Board members pressed for clearer, measurable benchmarks and a consistent scoring approach that the board can use during the superintendent's annual evaluation.
Murphy told the board she combined previously separate goal sheets to match Ohio standards for superintendent evaluation, grouping items under continuous improvement, communication and collaboration, policies and governance, instruction and other areas. She said instructional goals pulled the five targets from the district strategic plan into the instruction section and that several numeric targets had shifted following board feedback. "Goal 1 around third grade reading, you'll see I hope you can see that's blue is a shift based on some feedback," Murphy said.
Board members asked for greater precision and a rollout timeline. Board member Klassick suggested adding a measurable instrument from instructional rounds next year to gauge curriculum use and recommended reassessing numeric targets when the state report card is released in the fall rather than changing them midyear. "I don't want to feel like we're putting a superintendent in a position where we're moving the goalposts in the middle of the game," Klassick said.
Vice President Bolton and several other members urged using SMART (specific, measurable, achievable, relevant, time-bound) language where possible. Murphy said she could provide SMART formulations for areas where baselines are available but cautioned that for some topics she lacked immediate baselines in her first months on the job.
Members also debated whether the five goal areas should be scored collectively or separately. Murphy said her preference would be to treat the five domains as part of a single, weighted evaluation of the superintendent's overall work: "If I had my dream ... I would love it if they could be considered or weighted evenly, in the overall evaluation of my work as a as a complete body of work." Board members signaled interest in defining a consistent rubric with discrete rating bands (for example, numerical tiers such as 5, 4, 3, 2, 1) rather than a binary satisfactory/unsatisfactory outcome.
Several members requested a schedule for revisiting and finalizing the metrics, with multiple board members asking that goal reassessment align closely to the state report card release in September/October. Murphy and Treasurer Wagner were directed to present additional details on the instructional goals and scoring mechanics at a future meeting.

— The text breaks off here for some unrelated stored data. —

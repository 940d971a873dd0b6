//! Cloud Run service sources generated in CI/CD mode.
//!
//! Two services: the pipeline-runner (a small Flask app that receives the
//! runtime parameters and submits the compiled PipelineJob) and the
//! queueing service (submits a task to the Cloud Tasks queue and, when a
//! schedule is active, creates the Cloud Scheduler job).

use tera::{Context, Tera};

use crate::config::{DefaultsConfig, GENERATED_LICENSE};
use crate::error::InfraError;

const RUN_PIPELINE_DOCKERFILE: &str = r#"{{ license }}FROM python:3.9

# Allow statements and log messages to immediately appear in the Knative logs
ENV PYTHONUNBUFFERED True

# Copy local code to the container image.
ENV APP_HOME /app
WORKDIR $APP_HOME
COPY ./ ./

# Upgrade pip
RUN python -m pip install --upgrade pip
# Install requirements
RUN pip install --no-cache-dir -r /app/cloud_run/run_pipeline/requirements.txt
# Compile pipeline spec
RUN ./scripts/build_pipeline_spec.sh
# Change Directories
WORKDIR "/app/cloud_run/run_pipeline"
# Run flask api server
CMD exec gunicorn --bind :$PORT --workers 1 --threads 8 --timeout 0 main:app
"#;

const RUN_PIPELINE_MAIN_TEMPLATE: &str = r#"{{ license }}"""Cloud Run service that submits the compiled pipeline spec."""
import logging
import os
from typing import Tuple

import flask
from google.cloud import aiplatform
import yaml

app = flask.Flask(__name__)

logger = logging.getLogger()
log_level = os.environ.get('LOG_LEVEL', 'INFO')
logger.setLevel(log_level)

CONFIG_FILE = '../../configs/defaults.yaml'
PIPELINE_SPEC_PATH_LOCAL = '../../scripts/pipeline_spec/pipeline_job.json'

@app.route('/', methods=['POST'])
def process_request() -> flask.Response:
    """HTTP web service to trigger pipeline execution."""
    content_type = flask.request.headers['content-type']
    if content_type != 'application/json':
        raise ValueError(f'Unknown content type: {content_type}')
    request_json = flask.request.json

    logging.debug('JSON received:')
    logging.debug(request_json)

    with open(CONFIG_FILE, 'r', encoding='utf-8') as config_file:
        config = yaml.load(config_file, Loader=yaml.FullLoader)

    logging.debug('Calling run_pipeline()')
    dashboard_uri, resource_name = run_pipeline(
        project_id=config['gcp']['project_id'],
        pipeline_root=config['pipelines']['pipeline_storage_path'],
        pipeline_runner_sa=config['gcp']['pipeline_runner_service_account'],
        pipeline_params=request_json,
        pipeline_spec_path=PIPELINE_SPEC_PATH_LOCAL)
    return flask.make_response({
        'dashboard_uri': dashboard_uri,
        'resource_name': resource_name
    }, 200)

def run_pipeline(
    project_id: str,
    pipeline_root: str,
    pipeline_runner_sa: str,
    pipeline_params: dict,
    pipeline_spec_path: str,
    display_name: str = 'mlops-pipeline-run',
    enable_caching: bool = False) -> Tuple[str, str]:
    """Executes a pipeline run.

    Args:
        project_id: The project_id.
        pipeline_root: GCS location of the pipeline runs metadata.
        pipeline_runner_sa: Service Account to runner PipelineJobs.
        pipeline_params: Pipeline parameters values.
        pipeline_spec_path: Location of the pipeline spec JSON.
        display_name: Name to call the pipeline.
        enable_caching: Should caching be enabled (Boolean)
    """
    logging.debug('Pipeline parameters configured:')
    logging.debug(pipeline_params)

    aiplatform.init(project=project_id)
    job = aiplatform.PipelineJob(
        display_name=display_name,
        template_path=pipeline_spec_path,
        pipeline_root=pipeline_root,
        parameter_values=pipeline_params,
        enable_caching=enable_caching)
    logging.debug('AI Platform job built. Submitting...')
    job.submit(service_account=pipeline_runner_sa)
    logging.debug('Job sent!')
    dashboard_uri = job._dashboard_uri()
    resource_name = job.resource_name
    return dashboard_uri, resource_name

if __name__ == '__main__':
    app.run(debug=True, host='0.0.0.0', port=int(os.environ.get('PORT', 8080)))
"#;

const QUEUEING_MAIN_TEMPLATE: &str = r#"{{ license }}"""Submit the pipeline job via Cloud Tasks and create the Cloud Scheduler job."""
import argparse
import json

from google.cloud import run_v2
from google.cloud import scheduler_v1
from google.cloud import tasks_v2

CLOUD_RUN_LOCATION = '{{ cloud_run_location }}'
CLOUD_RUN_NAME = '{{ cloud_run_name }}'
CLOUD_TASKS_QUEUE_LOCATION = '{{ cloud_tasks_queue_location }}'
CLOUD_TASKS_QUEUE_NAME = '{{ cloud_tasks_queue_name }}'
PARAMETER_VALUES_PATH = 'queueing_svc/pipeline_parameter_values.json'
PIPELINE_RUNNER_SA = '{{ pipeline_runner_service_account }}'
PROJECT_ID = '{{ project_id }}'
SCHEDULE_LOCATION = '{{ cloud_schedule_location }}'
SCHEDULE_PATTERN = '{{ cloud_schedule_pattern }}'
SCHEDULE_NAME = '{{ cloud_schedule_name }}'

def get_runner_svc_uri(
    cloud_run_location: str,
    cloud_run_name: str,
    project_id: str):
    """Fetches the uri for the given cloud run instance.

    Args:
        cloud_run_location: The location of the cloud runner service.
        cloud_run_name: The name of the cloud runner service.
        project_id: The project ID.
    Returns:
        str: Uri of the Cloud Run instance.
    """
    client = run_v2.ServicesClient()
    parent = client.service_path(project_id, cloud_run_location, cloud_run_name)
    request = run_v2.GetServiceRequest(name=parent)
    response = client.get_service(request=request)
    return response.uri

def get_json_bytes(file_path: str):
    """Reads a json file at the specified path and returns as bytes.

    Args:
        file_path: Path of the json file.
    Returns:
        bytes: Encoded bytes of the file.
    """
    try:
        with open(file_path, 'r', encoding='utf-8') as file:
            data = json.load(file)
    except OSError as err:
        raise Exception(f'Error reading json file. {err}') from err
    return json.dumps(data).encode()

def create_cloud_task(
    cloud_tasks_queue_location: str,
    cloud_tasks_queue_name: str,
    parameter_values_path: str,
    pipeline_runner_sa: str,
    project_id: str,
    runner_svc_uri: str):
    """Creates a task in the queue with the runtime parameters.

    Args:
        cloud_tasks_queue_location: The location of the cloud tasks queue.
        cloud_tasks_queue_name: The name of the cloud tasks queue.
        parameter_values_path: Path to json pipeline params.
        pipeline_runner_sa: Service Account to runner PipelineJobs.
        project_id: The project ID.
        runner_svc_uri: Uri of the Cloud Run instance.
    """
    client = tasks_v2.CloudTasksClient()
    parent = client.queue_path(project_id, cloud_tasks_queue_location, cloud_tasks_queue_name)
    task = {
        'http_request': {
            'http_method': tasks_v2.HttpMethod.POST,
            'url': runner_svc_uri,
            'oidc_token': {
                'service_account_email': pipeline_runner_sa,
                'audience': runner_svc_uri
            },
            'headers': {
               'Content-Type': 'application/json'
            }
        }
    }
    task['http_request']['body'] = get_json_bytes(parameter_values_path)
    response = client.create_task(request={'parent': parent, 'task': task})
    print(f'Created task {response.name}')

def create_cloud_scheduler_job(
    parameter_values_path: str,
    pipeline_runner_sa: str,
    project_id: str,
    runner_svc_uri: str,
    schedule_location: str,
    schedule_name: str,
    schedule_pattern: str):
    """Creates a scheduled pipeline job.

    Args:
        parameter_values_path: Path to json pipeline params.
        pipeline_runner_sa: Service Account to runner PipelineJobs.
        project_id: The project ID.
        runner_svc_uri: Uri of the Cloud Run instance.
        schedule_location: The location of the scheduler resource.
        schedule_name: The name of the scheduler resource.
        schedule_pattern: Cron formatted value used to create a Scheduled retrain job.
    """
    client = scheduler_v1.CloudSchedulerClient()
    parent = f'projects/{project_id}/locations/{schedule_location}'
    name = f'{parent}/jobs/{schedule_name}'

    request = scheduler_v1.ListJobsRequest(parent=parent)
    page_result = client.list_jobs(request=request)
    for response in page_result:
        if response.name == name:
            print(f'Cloud Scheduler {schedule_name} resource already exists in '
                  f'project {project_id}.')
            return

    oidc_token = scheduler_v1.OidcToken(
        service_account_email=pipeline_runner_sa,
        audience=runner_svc_uri)

    target = scheduler_v1.HttpTarget(
        uri=runner_svc_uri,
        http_method=scheduler_v1.HttpMethod(1), # HTTP POST
        headers={'Content-Type': 'application/json'},
        body=get_json_bytes(parameter_values_path),
        oidc_token=oidc_token)

    job = scheduler_v1.Job(
        name=f'{parent}/jobs/{schedule_name}',
        description='MLOpsForge cloud scheduled run.',
        http_target=target,
        schedule=schedule_pattern)

    request = scheduler_v1.CreateJobRequest(
        parent=parent,
        job=job)

    response = client.create_job(request=request)
    print(response)

if __name__ == '__main__':
    parser = argparse.ArgumentParser()
    parser.add_argument('--setting', type=str,
                        help='Whether to queue_job or schedule_job.')
    args = parser.parse_args()

    uri = get_runner_svc_uri(
        cloud_run_location=CLOUD_RUN_LOCATION,
        cloud_run_name=CLOUD_RUN_NAME,
        project_id=PROJECT_ID)

    if args.setting == 'queue_job':
        create_cloud_task(
            cloud_tasks_queue_location=CLOUD_TASKS_QUEUE_LOCATION,
            cloud_tasks_queue_name=CLOUD_TASKS_QUEUE_NAME,
            parameter_values_path=PARAMETER_VALUES_PATH,
            pipeline_runner_sa=PIPELINE_RUNNER_SA,
            project_id=PROJECT_ID,
            runner_svc_uri=uri)

    if args.setting == 'schedule_job':
        create_cloud_scheduler_job(
            parameter_values_path=PARAMETER_VALUES_PATH,
            pipeline_runner_sa=PIPELINE_RUNNER_SA,
            project_id=PROJECT_ID,
            runner_svc_uri=uri,
            schedule_location=SCHEDULE_LOCATION,
            schedule_name=SCHEDULE_NAME,
            schedule_pattern=SCHEDULE_PATTERN)
"#;

/// Dockerfile for the pipeline-runner service image.
pub fn run_pipeline_dockerfile() -> Result<String, InfraError> {
    let mut context = Context::new();
    context.insert("license", GENERATED_LICENSE);
    Ok(Tera::one_off(RUN_PIPELINE_DOCKERFILE, &context, false)?)
}

/// Requirements of the pipeline-runner service image.
pub fn run_pipeline_requirements() -> String {
    "kfp\ngoogle-cloud-aiplatform\ngoogle-cloud-pipeline-components\nFlask\ngunicorn\npyyaml\n"
        .to_string()
}

/// Flask entry point of the pipeline-runner service.
pub fn run_pipeline_main() -> Result<String, InfraError> {
    let mut context = Context::new();
    context.insert("license", GENERATED_LICENSE);
    Ok(Tera::one_off(RUN_PIPELINE_MAIN_TEMPLATE, &context, false)?)
}

/// Requirements of the queueing service.
pub fn queueing_svc_requirements() -> String {
    "google-cloud\ngoogle-cloud-tasks\ngoogle-api-python-client\ngoogle-cloud-run\ngoogle-cloud-scheduler\n"
        .to_string()
}

/// Entry point of the queueing service: submits the job to the Cloud Tasks
/// queue, or creates the Cloud Scheduler job.
pub fn queueing_svc_main(defaults: &DefaultsConfig) -> Result<String, InfraError> {
    let gcp = &defaults.gcp;
    let mut context = Context::new();
    context.insert("license", GENERATED_LICENSE);
    context.insert("cloud_run_location", &gcp.cloud_run_location);
    context.insert("cloud_run_name", &gcp.cloud_run_name);
    context.insert("cloud_tasks_queue_location", &gcp.cloud_tasks_queue_location);
    context.insert("cloud_tasks_queue_name", &gcp.cloud_tasks_queue_name);
    context.insert(
        "pipeline_runner_service_account",
        &gcp.pipeline_runner_service_account,
    );
    context.insert("project_id", &gcp.project_id);
    context.insert("cloud_schedule_location", &gcp.cloud_schedule_location);
    context.insert("cloud_schedule_pattern", &gcp.cloud_schedule_pattern);
    context.insert("cloud_schedule_name", &gcp.cloud_schedule_name);
    Ok(Tera::one_off(QUEUEING_MAIN_TEMPLATE, &context, false)?)
}

#[cfg(test)]
mod tests {
    use super::*;
    use crate::config::tests::test_defaults;

    #[test]
    fn test_run_pipeline_service_sources() {
        let dockerfile = run_pipeline_dockerfile().expect("render");
        assert!(dockerfile.contains("gunicorn --bind :$PORT"));
        assert!(dockerfile.contains("RUN ./scripts/build_pipeline_spec.sh"));

        let main = run_pipeline_main().expect("render");
        assert!(main.contains("@app.route('/', methods=['POST'])"));
        assert!(main.contains("job.submit(service_account=pipeline_runner_sa)"));
        assert!(run_pipeline_requirements().contains("Flask"));
    }

    #[test]
    fn test_queueing_service_embeds_defaults() {
        let defaults = test_defaults();
        let main = queueing_svc_main(&defaults).expect("render");
        assert!(main.contains("PROJECT_ID = 'my-project'"));
        assert!(main.contains("CLOUD_TASKS_QUEUE_NAME = 'queueing-svc'"));
        assert!(main.contains("--setting"));
        assert!(main.contains("create_cloud_scheduler_job"));
        assert!(queueing_svc_requirements().contains("google-cloud-tasks"));
    }
}
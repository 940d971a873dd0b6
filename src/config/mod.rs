//! Process-wide generation configuration.
//!
//! This module provides:
//! - `DefaultsConfig`: the immutable record of environment-specific values
//!   (project, registry, bucket, service account, schedule) resolved once
//!   per generation run and threaded explicitly into every synthesizer.
//! - `ProjectLayout`: the path table of the generated project tree.
//!
//! The defaults record is also serialized to `configs/defaults.yaml` inside
//! the generated project, where the generated scripts and services read it
//! back at build/run time.

use std::path::{Path, PathBuf};

use serde::{Deserialize, Serialize};

use crate::error::InfraError;
use crate::utils;

/// Name of the generated top-level project directory.
pub const GENERATED_DIR_NAME: &str = "MLOpsForge";

/// Name of the staging directory holding not-yet-formalized descriptors.
pub const STAGING_DIR_NAME: &str = ".mlops-staging";

/// Sentinel recorded when no retrain schedule was requested.
pub const NO_SCHEDULE: &str = "No Schedule Specified";

/// Sentinel recorded when no VPC connector was requested.
pub const NO_VPC: &str = "No VPC Specified";

/// License header stamped on every generated artifact.
pub const GENERATED_LICENSE: &str = "\
# Licensed under the Apache License, Version 2.0 (the \"License\");
# you may not use this file except in compliance with the License.
# You may obtain a copy of the License at
#
#     http://www.apache.org/licenses/LICENSE-2.0
#
# Unless required by applicable law or agreed to in writing, software
# distributed under the License is distributed on an \"AS IS\" BASIS,
# WITHOUT WARRANTIES OR CONDITIONS OF ANY KIND, either express or implied.
# See the License for the specific language governing permissions and
# limitations under the License.
#
# DISCLAIMER: This code is generated as part of the MLOpsForge output.

";

/// GCP resource values used by the generated artifacts.
#[derive(Debug, Clone, PartialEq, Serialize, Deserialize)]
pub struct GcpConfig {
    /// Region of the Artifact Registry.
    pub af_registry_location: String,
    /// Artifact Registry name where component images are stored.
    pub af_registry_name: String,
    /// Base image the shared component image is built from.
    pub base_image: String,
    /// Location of the Cloud Build trigger.
    pub cb_trigger_location: String,
    /// Name of the Cloud Build trigger.
    pub cb_trigger_name: String,
    /// Location of the Cloud Run pipeline-runner service.
    pub cloud_run_location: String,
    /// Name of the Cloud Run pipeline-runner service.
    pub cloud_run_name: String,
    /// Location of the Cloud Scheduler resource.
    pub cloud_schedule_location: String,
    /// Name of the Cloud Scheduler resource.
    pub cloud_schedule_name: String,
    /// Cron pattern for scheduled retrain runs, or the no-schedule sentinel.
    pub cloud_schedule_pattern: String,
    /// Cloud Source Repository the CI/CD trigger watches.
    pub cloud_source_repository: String,
    /// Branch of the Cloud Source Repository to push to.
    pub cloud_source_repository_branch: String,
    /// Location of the Cloud Tasks queue.
    pub cloud_tasks_queue_location: String,
    /// Name of the Cloud Tasks queue.
    pub cloud_tasks_queue_name: String,
    /// Region of the storage bucket.
    pub gs_bucket_location: String,
    /// Storage bucket where pipeline run metadata is stored.
    pub gs_bucket_name: String,
    /// Service account that submits PipelineJobs.
    pub pipeline_runner_service_account: String,
    /// The GCP project ID.
    pub project_id: String,
    /// Whether the CI/CD (Cloud Build + Cloud Run) flow is active.
    pub use_ci_cd: bool,
    /// VPC connector for the runner service, or the no-VPC sentinel.
    pub vpc_connector: String,
}

/// Pipeline artifact locations recorded in the defaults file.
#[derive(Debug, Clone, PartialEq, Serialize, Deserialize)]
pub struct PipelinePaths {
    /// Location of the runtime parameter values JSON.
    pub parameter_values_path: String,
    /// Directory containing the formalized component descriptors.
    pub pipeline_component_directory: String,
    /// Location the compiled pipeline spec is written to.
    pub pipeline_job_spec_path: String,
    /// Region the pipeline runs in.
    pub pipeline_region: String,
    /// Storage root for pipeline run metadata.
    pub pipeline_storage_path: String,
}

/// The resolved, immutable configuration for one generation run.
#[derive(Debug, Clone, PartialEq, Serialize, Deserialize)]
pub struct DefaultsConfig {
    pub gcp: GcpConfig,
    pub pipelines: PipelinePaths,
}

impl DefaultsConfig {
    /// Returns true when a retrain schedule was requested.
    pub fn has_schedule(&self) -> bool {
        self.gcp.cloud_schedule_pattern != NO_SCHEDULE
    }

    /// Returns true when a VPC connector was requested.
    pub fn has_vpc_connector(&self) -> bool {
        self.gcp.vpc_connector != NO_VPC
    }

    /// The shared component base image reference in the Artifact Registry.
    pub fn component_base_image(&self) -> String {
        format!(
            "{}-docker.pkg.dev/{}/{}/components/component_base:latest",
            self.gcp.af_registry_location, self.gcp.project_id, self.gcp.af_registry_name
        )
    }

    /// The pipeline-runner service image reference in the Artifact Registry.
    pub fn run_pipeline_image(&self) -> String {
        format!(
            "{}-docker.pkg.dev/{}/{}/run_pipeline:latest",
            self.gcp.af_registry_location, self.gcp.project_id, self.gcp.af_registry_name
        )
    }

    /// Serializes the record to the generated `configs/defaults.yaml`.
    pub fn write(&self, path: &Path) -> Result<(), InfraError> {
        let mut contents = String::from(GENERATED_LICENSE);
        contents.push_str("# These values are descriptive only - do not change.\n");
        contents.push_str("# Rerun `mlops-forge generate` to change these values.\n");
        contents.push_str(&serde_yaml::to_string(self)?);
        utils::write_file(path, &contents)?;
        Ok(())
    }

    /// Loads a previously written defaults file.
    pub fn load(path: &Path) -> Result<Self, InfraError> {
        let text = utils::read_file(path)?;
        Ok(serde_yaml::from_str(&text)?)
    }
}

/// Path table for the generated project tree and its staging area.
///
/// The staging directory sits next to the generated root so a rerun can
/// rebuild the project without disturbing in-progress declarations.
#[derive(Debug, Clone)]
pub struct ProjectLayout {
    root: PathBuf,
    staging: PathBuf,
}

impl ProjectLayout {
    /// Creates the layout rooted under the given output directory.
    pub fn new(output_dir: impl Into<PathBuf>) -> Self {
        let output = output_dir.into();
        Self {
            root: output.join(GENERATED_DIR_NAME),
            staging: output.join(STAGING_DIR_NAME),
        }
    }

    /// The generated project root.
    pub fn root(&self) -> &Path {
        &self.root
    }

    /// The staging directory for temporary descriptors.
    pub fn staging_dir(&self) -> &Path {
        &self.staging
    }

    /// Staging path of a component descriptor, keyed by component name.
    pub fn staged_component(&self, name: &str) -> PathBuf {
        self.staging.join(format!("{name}.yaml"))
    }

    /// Staging path of the pipeline scaffold.
    pub fn staged_pipeline(&self) -> PathBuf {
        self.staging.join("pipeline_scaffold.yaml")
    }

    pub fn defaults_file(&self) -> PathBuf {
        self.root.join("configs/defaults.yaml")
    }

    pub fn cloudbuild_file(&self) -> PathBuf {
        self.root.join("cloudbuild.yaml")
    }

    pub fn scripts_dir(&self) -> PathBuf {
        self.root.join("scripts")
    }

    pub fn build_pipeline_spec_script(&self) -> PathBuf {
        self.scripts_dir().join("build_pipeline_spec.sh")
    }

    pub fn build_components_script(&self) -> PathBuf {
        self.scripts_dir().join("build_components.sh")
    }

    pub fn run_pipeline_script(&self) -> PathBuf {
        self.scripts_dir().join("run_pipeline.sh")
    }

    pub fn run_all_script(&self) -> PathBuf {
        self.scripts_dir().join("run_all.sh")
    }

    pub fn create_resources_script(&self) -> PathBuf {
        self.scripts_dir().join("create_resources.sh")
    }

    pub fn pipeline_spec_dir(&self) -> PathBuf {
        self.scripts_dir().join("pipeline_spec")
    }

    pub fn components_dir(&self) -> PathBuf {
        self.root.join("components")
    }

    pub fn component_dir(&self, name: &str) -> PathBuf {
        self.components_dir().join(name)
    }

    pub fn component_descriptor(&self, name: &str) -> PathBuf {
        self.component_dir(name).join("component.yaml")
    }

    pub fn component_base_dir(&self) -> PathBuf {
        self.components_dir().join("component_base")
    }

    pub fn component_base_src_dir(&self) -> PathBuf {
        self.component_base_dir().join("src")
    }

    pub fn task_script(&self, name: &str) -> PathBuf {
        self.component_base_src_dir().join(format!("{name}.py"))
    }

    pub fn component_base_dockerfile(&self) -> PathBuf {
        self.component_base_dir().join("Dockerfile")
    }

    pub fn component_base_requirements(&self) -> PathBuf {
        self.component_base_dir().join("requirements.txt")
    }

    pub fn pipelines_dir(&self) -> PathBuf {
        self.root.join("pipelines")
    }

    pub fn pipeline_file(&self) -> PathBuf {
        self.pipelines_dir().join("pipeline.py")
    }

    pub fn pipeline_runner_file(&self) -> PathBuf {
        self.pipelines_dir().join("pipeline_runner.py")
    }

    pub fn parameter_values_file(&self) -> PathBuf {
        self.pipelines_dir()
            .join("runtime_parameters/pipeline_parameter_values.json")
    }

    pub fn cloud_run_dir(&self) -> PathBuf {
        self.root.join("cloud_run")
    }

    pub fn run_pipeline_svc_dir(&self) -> PathBuf {
        self.cloud_run_dir().join("run_pipeline")
    }

    pub fn queueing_svc_dir(&self) -> PathBuf {
        self.cloud_run_dir().join("queueing_svc")
    }

    pub fn terraform_dir(&self) -> PathBuf {
        self.root.join("provision/terraform")
    }

    pub fn pulumi_dir(&self) -> PathBuf {
        self.root.join("provision/pulumi")
    }

    /// Relative path of the parameter values file, as recorded in defaults.
    pub fn parameter_values_relpath() -> &'static str {
        "pipelines/runtime_parameters/pipeline_parameter_values.json"
    }

    /// Relative path of the compiled pipeline spec, as recorded in defaults.
    pub fn pipeline_job_spec_relpath() -> &'static str {
        "scripts/pipeline_spec/pipeline_job.json"
    }

    /// Every directory the generation run needs to exist up front.
    pub fn directories(&self) -> Vec<PathBuf> {
        vec![
            self.staging.clone(),
            self.root.clone(),
            self.components_dir(),
            self.component_base_dir(),
            self.component_base_src_dir(),
            self.root.join("configs"),
            self.pipelines_dir(),
            self.pipelines_dir().join("runtime_parameters"),
            self.scripts_dir(),
            self.pipeline_spec_dir(),
        ]
    }
}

The board did not take a vote on the evaluation metrics at the Feb. 1 meeting; members said they expected the topic to return for further discussion and finalization.
Looking ahead, board members asked for more explicit sub-goals under the non-instructional standards so the board can consistently evaluate progress across all five domains rather than only the instructional measures. Several members emphasized that the board should produce a coordinated annual calendar for goal setting and reassessment tied to state data releases.